[Source data — start]

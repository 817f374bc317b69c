use crate::endpoint::EndpointReference;
use crate::error::TransportError;
use crate::transport::Transport;
use async_trait::async_trait;
use catalog_ratings_config::{CatalogConfig, CredentialStore};
use chrono::Utc;
use reqwest::{Client, StatusCode};
use std::sync::Arc;
use std::time::Duration;
use tracing::{debug, error, warn};

pub fn create_catalog_client(user_agent: &str, timeout: Duration) -> Result<Client, TransportError> {
    let client = Client::builder()
        .user_agent(user_agent)
        .timeout(timeout)
        .build()?;
    Ok(client)
}

/// `Transport` backed by reqwest, authenticating with a developer token and a
/// music user token.
#[derive(Clone)]
pub struct HttpTransport {
    client: Arc<Client>,
    developer_token: String,
    music_user_token: Option<String>,
}

impl HttpTransport {
    pub fn new(client: Client, developer_token: String, music_user_token: Option<String>) -> Self {
        Self {
            client: Arc::new(client),
            developer_token,
            music_user_token,
        }
    }

    pub fn from_config(
        config: &CatalogConfig,
        credentials: &CredentialStore,
    ) -> Result<Self, TransportError> {
        let developer_token = credentials
            .resolved_developer_token()
            .ok_or(TransportError::MissingDeveloperToken)?;

        if credentials.is_developer_token_expired(Utc::now()) {
            warn!("Stored developer token has expired; the catalog service will likely reject it");
        }

        let client = create_catalog_client(
            &config.user_agent,
            Duration::from_secs(config.timeout_seconds),
        )?;

        Ok(Self::new(
            client,
            developer_token,
            credentials.resolved_music_user_token(),
        ))
    }

    pub fn has_user_token(&self) -> bool {
        self.music_user_token.is_some()
    }
}

#[async_trait]
impl Transport for HttpTransport {
    async fn fetch(&self, endpoint: &EndpointReference) -> Result<Vec<u8>, TransportError> {
        // `me/` resources are personal; no point sending the request without one
        let user_token = self
            .music_user_token
            .as_deref()
            .ok_or(TransportError::MissingUserToken)?;

        debug!("Catalog API request: GET {}", endpoint);

        let response = self
            .client
            .get(endpoint.url().clone())
            .header("Authorization", format!("Bearer {}", self.developer_token))
            .header("Music-User-Token", user_token)
            .header("Accept", "application/json")
            .send()
            .await?;

        let status = response.status();
        debug!("Catalog API response status: {}", status);

        if status == StatusCode::UNAUTHORIZED || status == StatusCode::FORBIDDEN {
            error!("Catalog API rejected credentials: {} for URL: {}", status, endpoint);
            return Err(TransportError::Unauthorized(status.as_u16()));
        }

        if !status.is_success() {
            let body = response.text().await.unwrap_or_default();
            error!("Catalog API error: {} for URL: {}", status, endpoint);
            return Err(TransportError::Status {
                status: status.as_u16(),
                body,
            });
        }

        Ok(response.bytes().await?.to_vec())
    }
}

#[cfg(test)]
mod tests {
    use super::*;
    use crate::endpoint::build_endpoint;
    use crate::decode::decode_ratings;
    use catalog_ratings_models::{ItemId, ItemType, RatingValue};
    use std::io::{Read, Write};
    use std::net::TcpListener;
    use std::path::PathBuf;
    use std::thread::{self, JoinHandle};

    /// Accept one connection on a local port, answer it with the given status
    /// line and body, and hand back the raw request head.
    fn serve_once(status_line: &str, body: &str) -> (String, JoinHandle<String>) {
        let listener = TcpListener::bind("127.0.0.1:0").unwrap();
        let base = format!("http://{}/v1/", listener.local_addr().unwrap());
        let response = format!(
            "HTTP/1.1 {}\r\nContent-Type: application/json\r\nContent-Length: {}\r\nConnection: close\r\n\r\n{}",
            status_line,
            body.len(),
            body
        );

        let handle = thread::spawn(move || {
            let (mut stream, _) = listener.accept().unwrap();
            let mut request = Vec::new();
            let mut buf = [0u8; 1024];
            while !request.windows(4).any(|w| w == b"\r\n\r\n") {
                let n = stream.read(&mut buf).unwrap();
                if n == 0 {
                    break;
                }
                request.extend_from_slice(&buf[..n]);
            }
            stream.write_all(response.as_bytes()).unwrap();
            String::from_utf8_lossy(&request).into_owned()
        });

        (base, handle)
    }

    fn local_transport() -> HttpTransport {
        let client = Client::builder().no_proxy().build().unwrap();
        HttpTransport::new(client, "dev-token".to_string(), Some("user-token".to_string()))
    }

    async fn fetch_from(status_line: &str, body: &str) -> (Result<Vec<u8>, TransportError>, String) {
        let (base, server) = serve_once(status_line, body);
        let endpoint = build_endpoint(&base, ItemType::Song, &[ItemId::new("1").unwrap()]).unwrap();
        let result = local_transport().fetch(&endpoint).await;
        (result, server.join().unwrap())
    }

    #[tokio::test]
    async fn test_missing_user_token_fails_before_network() {
        let transport = HttpTransport::new(Client::new(), "dev".to_string(), None);
        assert!(!transport.has_user_token());

        // Unroutable host: reaching the network would surface as Network instead
        let endpoint = build_endpoint(
            "http://127.0.0.1:9/v1/",
            ItemType::Song,
            &[ItemId::new("1").unwrap()],
        )
        .unwrap();

        let result = transport.fetch(&endpoint).await;
        assert!(matches!(result, Err(TransportError::MissingUserToken)));
    }

    #[tokio::test]
    async fn test_fetch_sends_auth_headers_and_returns_body() {
        let body = r#"{"data":[{"id":"1","type":"ratings","attributes":{"value":-1}}]}"#;
        let (result, request) = fetch_from("200 OK", body).await;

        let ratings = decode_ratings(&result.unwrap()).unwrap();
        assert_eq!(ratings.rating("1"), Some(RatingValue::Dislike));

        let request = request.to_lowercase();
        assert!(request.starts_with("get /v1/me/ratings/songs?ids=1 "));
        assert!(request.contains("authorization: bearer dev-token\r\n"));
        assert!(request.contains("music-user-token: user-token\r\n"));
        assert!(request.contains("accept: application/json\r\n"));
    }

    #[tokio::test]
    async fn test_fetch_maps_rejected_credentials() {
        let (result, _) = fetch_from("401 Unauthorized", "").await;
        assert!(matches!(result, Err(TransportError::Unauthorized(401))));

        let (result, _) = fetch_from("403 Forbidden", "").await;
        assert!(matches!(result, Err(TransportError::Unauthorized(403))));
    }

    #[tokio::test]
    async fn test_fetch_maps_other_status_with_body() {
        let (result, _) = fetch_from("500 Internal Server Error", "boom").await;
        match result {
            Err(TransportError::Status { status, body }) => {
                assert_eq!(status, 500);
                assert_eq!(body, "boom");
            }
            other => panic!("expected Status error, got {:?}", other),
        }
    }

    #[test]
    fn test_invalid_user_agent_is_an_error() {
        let result = create_catalog_client("bad\nagent", Duration::from_secs(5));
        assert!(matches!(result, Err(TransportError::Network(_))));

        let mut store = CredentialStore::new(PathBuf::from("/nonexistent/credentials.toml"));
        store.set_developer_token("dev".to_string());
        let config = CatalogConfig {
            user_agent: "bad\nagent".to_string(),
            ..CatalogConfig::default()
        };
        assert!(matches!(
            HttpTransport::from_config(&config, &store),
            Err(TransportError::Network(_))
        ));
    }

    #[test]
    fn test_from_config_requires_developer_token() {
        if std::env::var(catalog_ratings_config::DEVELOPER_TOKEN_ENV).is_ok() {
            return;
        }
        let store = CredentialStore::new(PathBuf::from("/nonexistent/credentials.toml"));
        let result = HttpTransport::from_config(&CatalogConfig::default(), &store);
        assert!(matches!(result, Err(TransportError::MissingDeveloperToken)));
    }

    #[test]
    fn test_from_config_with_stored_tokens() {
        let mut store = CredentialStore::new(PathBuf::from("/nonexistent/credentials.toml"));
        store.set_developer_token("dev".to_string());
        store.set_music_user_token("user".to_string());

        let transport = HttpTransport::from_config(&CatalogConfig::default(), &store).unwrap();
        assert!(transport.has_user_token());
    }
}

[Source data — finish]

Exercise:
Among the lines of the records, copy out each one that contains the word "PathBuf".

Answer to this task:
    use std::path::PathBuf;
        let mut store = CredentialStore::new(PathBuf::from("/nonexistent/credentials.toml"));
        let store = CredentialStore::new(PathBuf::from("/nonexistent/credentials.toml"));
        let mut store = CredentialStore::new(PathBuf::from("/nonexistent/credentials.toml"));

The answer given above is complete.